▸ **WORK TASK**
From the records below, transcribe only the lines running from the one with "self.sequence_markers = self.sequence_markers.remove(key);" through the one with "if let Some(old) = self.remote_documents.get(key)". Keep both of those end lines.

__________

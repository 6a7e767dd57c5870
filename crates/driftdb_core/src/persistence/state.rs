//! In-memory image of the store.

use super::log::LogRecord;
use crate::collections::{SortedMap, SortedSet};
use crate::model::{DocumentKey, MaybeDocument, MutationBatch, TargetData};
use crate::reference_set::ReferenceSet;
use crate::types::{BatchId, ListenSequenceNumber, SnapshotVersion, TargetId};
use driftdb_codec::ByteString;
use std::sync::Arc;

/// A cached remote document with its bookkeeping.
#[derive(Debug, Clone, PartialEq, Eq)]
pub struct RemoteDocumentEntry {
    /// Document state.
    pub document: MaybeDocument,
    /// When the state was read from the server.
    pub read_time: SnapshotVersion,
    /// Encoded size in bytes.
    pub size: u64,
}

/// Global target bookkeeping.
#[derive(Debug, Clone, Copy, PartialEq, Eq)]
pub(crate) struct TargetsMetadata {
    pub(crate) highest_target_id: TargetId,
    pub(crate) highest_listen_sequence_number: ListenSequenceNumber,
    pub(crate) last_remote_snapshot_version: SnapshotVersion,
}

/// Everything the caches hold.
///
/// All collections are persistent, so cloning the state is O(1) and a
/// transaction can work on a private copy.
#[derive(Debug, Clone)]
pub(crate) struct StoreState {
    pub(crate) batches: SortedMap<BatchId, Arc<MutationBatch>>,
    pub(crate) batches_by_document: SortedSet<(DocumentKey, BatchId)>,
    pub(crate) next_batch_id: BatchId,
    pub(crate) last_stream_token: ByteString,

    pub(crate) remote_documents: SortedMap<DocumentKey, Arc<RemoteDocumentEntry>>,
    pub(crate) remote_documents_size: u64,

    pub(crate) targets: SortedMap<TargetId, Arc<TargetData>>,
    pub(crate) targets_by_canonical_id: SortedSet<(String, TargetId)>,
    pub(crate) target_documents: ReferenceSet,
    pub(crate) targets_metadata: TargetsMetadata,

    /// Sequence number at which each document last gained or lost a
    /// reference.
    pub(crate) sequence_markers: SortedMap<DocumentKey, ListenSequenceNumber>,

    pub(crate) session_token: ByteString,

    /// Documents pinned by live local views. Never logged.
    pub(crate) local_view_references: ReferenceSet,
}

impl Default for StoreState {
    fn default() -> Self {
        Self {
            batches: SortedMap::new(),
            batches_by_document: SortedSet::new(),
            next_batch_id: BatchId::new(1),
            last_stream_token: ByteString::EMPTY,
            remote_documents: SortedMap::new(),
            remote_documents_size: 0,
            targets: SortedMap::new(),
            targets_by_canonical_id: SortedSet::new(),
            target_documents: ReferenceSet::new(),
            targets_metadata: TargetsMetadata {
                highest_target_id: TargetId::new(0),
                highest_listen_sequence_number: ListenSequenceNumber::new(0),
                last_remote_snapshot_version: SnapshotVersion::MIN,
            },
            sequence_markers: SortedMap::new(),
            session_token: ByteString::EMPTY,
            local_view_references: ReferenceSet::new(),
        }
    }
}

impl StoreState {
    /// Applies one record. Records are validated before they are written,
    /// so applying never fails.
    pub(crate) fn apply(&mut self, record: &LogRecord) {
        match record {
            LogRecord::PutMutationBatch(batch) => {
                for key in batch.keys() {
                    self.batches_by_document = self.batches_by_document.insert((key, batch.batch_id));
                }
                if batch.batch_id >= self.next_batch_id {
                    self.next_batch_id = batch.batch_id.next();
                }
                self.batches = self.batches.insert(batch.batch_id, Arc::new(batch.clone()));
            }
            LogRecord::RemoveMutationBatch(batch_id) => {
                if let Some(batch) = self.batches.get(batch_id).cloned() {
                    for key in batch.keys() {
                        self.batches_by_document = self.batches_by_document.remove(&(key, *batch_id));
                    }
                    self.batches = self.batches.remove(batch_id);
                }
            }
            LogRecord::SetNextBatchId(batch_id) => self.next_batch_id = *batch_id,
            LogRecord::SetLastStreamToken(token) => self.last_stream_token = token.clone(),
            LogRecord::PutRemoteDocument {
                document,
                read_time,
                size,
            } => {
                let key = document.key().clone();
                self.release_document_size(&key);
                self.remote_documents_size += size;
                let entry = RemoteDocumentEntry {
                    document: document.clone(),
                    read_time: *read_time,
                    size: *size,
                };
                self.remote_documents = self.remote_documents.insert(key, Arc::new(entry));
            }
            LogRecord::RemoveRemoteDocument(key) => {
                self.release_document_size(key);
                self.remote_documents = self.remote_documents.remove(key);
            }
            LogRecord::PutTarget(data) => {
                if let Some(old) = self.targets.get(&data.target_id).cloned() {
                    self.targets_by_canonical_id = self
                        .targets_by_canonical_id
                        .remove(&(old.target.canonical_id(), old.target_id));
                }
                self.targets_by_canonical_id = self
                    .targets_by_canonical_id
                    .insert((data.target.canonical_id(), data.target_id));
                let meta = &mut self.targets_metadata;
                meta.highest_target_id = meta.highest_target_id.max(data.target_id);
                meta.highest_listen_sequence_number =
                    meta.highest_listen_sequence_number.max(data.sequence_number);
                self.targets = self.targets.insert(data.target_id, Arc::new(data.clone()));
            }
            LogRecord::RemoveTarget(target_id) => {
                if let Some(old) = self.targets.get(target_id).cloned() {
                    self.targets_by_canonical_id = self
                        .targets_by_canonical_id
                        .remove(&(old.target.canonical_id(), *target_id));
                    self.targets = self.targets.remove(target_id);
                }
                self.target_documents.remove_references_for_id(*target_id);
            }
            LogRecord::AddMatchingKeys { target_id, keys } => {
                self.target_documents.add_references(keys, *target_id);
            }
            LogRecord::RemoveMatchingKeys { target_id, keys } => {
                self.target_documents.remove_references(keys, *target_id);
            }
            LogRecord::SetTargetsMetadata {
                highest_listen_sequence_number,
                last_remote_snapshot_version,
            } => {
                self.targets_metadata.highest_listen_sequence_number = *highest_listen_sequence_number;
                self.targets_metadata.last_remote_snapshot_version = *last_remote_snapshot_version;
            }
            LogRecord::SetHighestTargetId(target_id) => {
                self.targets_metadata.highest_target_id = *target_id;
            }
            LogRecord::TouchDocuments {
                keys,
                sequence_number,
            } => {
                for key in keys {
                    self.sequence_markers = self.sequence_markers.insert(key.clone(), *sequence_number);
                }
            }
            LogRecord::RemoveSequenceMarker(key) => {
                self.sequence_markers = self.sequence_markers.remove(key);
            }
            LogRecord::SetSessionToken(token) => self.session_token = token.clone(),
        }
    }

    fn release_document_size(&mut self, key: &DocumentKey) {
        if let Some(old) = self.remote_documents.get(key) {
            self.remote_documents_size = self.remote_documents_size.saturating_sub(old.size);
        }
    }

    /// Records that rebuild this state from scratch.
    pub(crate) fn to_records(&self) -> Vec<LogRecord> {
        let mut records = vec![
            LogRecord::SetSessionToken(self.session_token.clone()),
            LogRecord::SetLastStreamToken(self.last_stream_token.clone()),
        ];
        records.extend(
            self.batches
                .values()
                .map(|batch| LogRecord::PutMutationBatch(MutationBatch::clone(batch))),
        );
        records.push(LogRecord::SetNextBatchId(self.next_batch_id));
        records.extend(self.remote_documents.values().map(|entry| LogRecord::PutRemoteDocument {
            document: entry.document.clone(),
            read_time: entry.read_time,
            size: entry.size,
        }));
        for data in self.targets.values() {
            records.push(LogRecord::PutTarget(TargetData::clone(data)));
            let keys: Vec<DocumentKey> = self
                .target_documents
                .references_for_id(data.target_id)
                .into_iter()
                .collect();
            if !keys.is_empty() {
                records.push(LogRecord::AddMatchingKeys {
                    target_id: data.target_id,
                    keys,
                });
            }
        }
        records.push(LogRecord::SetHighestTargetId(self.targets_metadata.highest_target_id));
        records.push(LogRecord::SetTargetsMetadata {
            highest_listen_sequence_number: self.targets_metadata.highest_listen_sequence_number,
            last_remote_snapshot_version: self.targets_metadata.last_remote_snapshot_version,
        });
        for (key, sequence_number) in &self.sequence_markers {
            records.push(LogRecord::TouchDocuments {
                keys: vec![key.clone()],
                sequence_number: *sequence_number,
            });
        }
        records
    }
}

__________

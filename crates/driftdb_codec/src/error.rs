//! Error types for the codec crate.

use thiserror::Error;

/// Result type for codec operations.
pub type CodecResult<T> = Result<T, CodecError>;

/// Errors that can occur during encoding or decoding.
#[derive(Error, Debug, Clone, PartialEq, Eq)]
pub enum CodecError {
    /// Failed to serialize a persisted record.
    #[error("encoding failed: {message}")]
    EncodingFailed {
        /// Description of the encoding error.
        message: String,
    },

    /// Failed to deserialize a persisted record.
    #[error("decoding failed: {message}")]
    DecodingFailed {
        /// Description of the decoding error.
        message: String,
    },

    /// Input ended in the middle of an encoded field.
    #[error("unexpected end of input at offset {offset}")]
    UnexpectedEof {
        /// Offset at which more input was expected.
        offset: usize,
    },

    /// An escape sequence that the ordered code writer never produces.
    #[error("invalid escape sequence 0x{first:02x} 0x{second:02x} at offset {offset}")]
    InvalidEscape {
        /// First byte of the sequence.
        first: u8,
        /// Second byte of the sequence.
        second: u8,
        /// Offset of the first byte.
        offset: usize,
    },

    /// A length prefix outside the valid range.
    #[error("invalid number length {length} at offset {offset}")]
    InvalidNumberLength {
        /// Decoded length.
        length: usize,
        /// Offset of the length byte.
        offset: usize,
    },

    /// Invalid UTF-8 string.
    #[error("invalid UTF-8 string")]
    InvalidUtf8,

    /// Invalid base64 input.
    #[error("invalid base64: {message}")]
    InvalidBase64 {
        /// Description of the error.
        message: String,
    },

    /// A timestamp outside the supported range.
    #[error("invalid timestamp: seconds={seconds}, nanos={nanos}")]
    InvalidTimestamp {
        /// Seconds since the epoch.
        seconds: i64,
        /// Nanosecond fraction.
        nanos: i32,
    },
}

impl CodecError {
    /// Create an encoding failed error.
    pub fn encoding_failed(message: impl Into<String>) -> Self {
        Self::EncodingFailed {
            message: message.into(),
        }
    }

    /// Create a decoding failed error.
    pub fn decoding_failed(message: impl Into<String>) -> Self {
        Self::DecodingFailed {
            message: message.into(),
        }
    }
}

__________

▸ **RESPONSE BOX**
                self.sequence_markers = self.sequence_markers.remove(key);
            }
            LogRecord::SetSessionToken(token) => self.session_token = token.clone(),
        }
    }

    fn release_document_size(&mut self, key: &DocumentKey) {
        if let Some(old) = self.remote_documents.get(key) {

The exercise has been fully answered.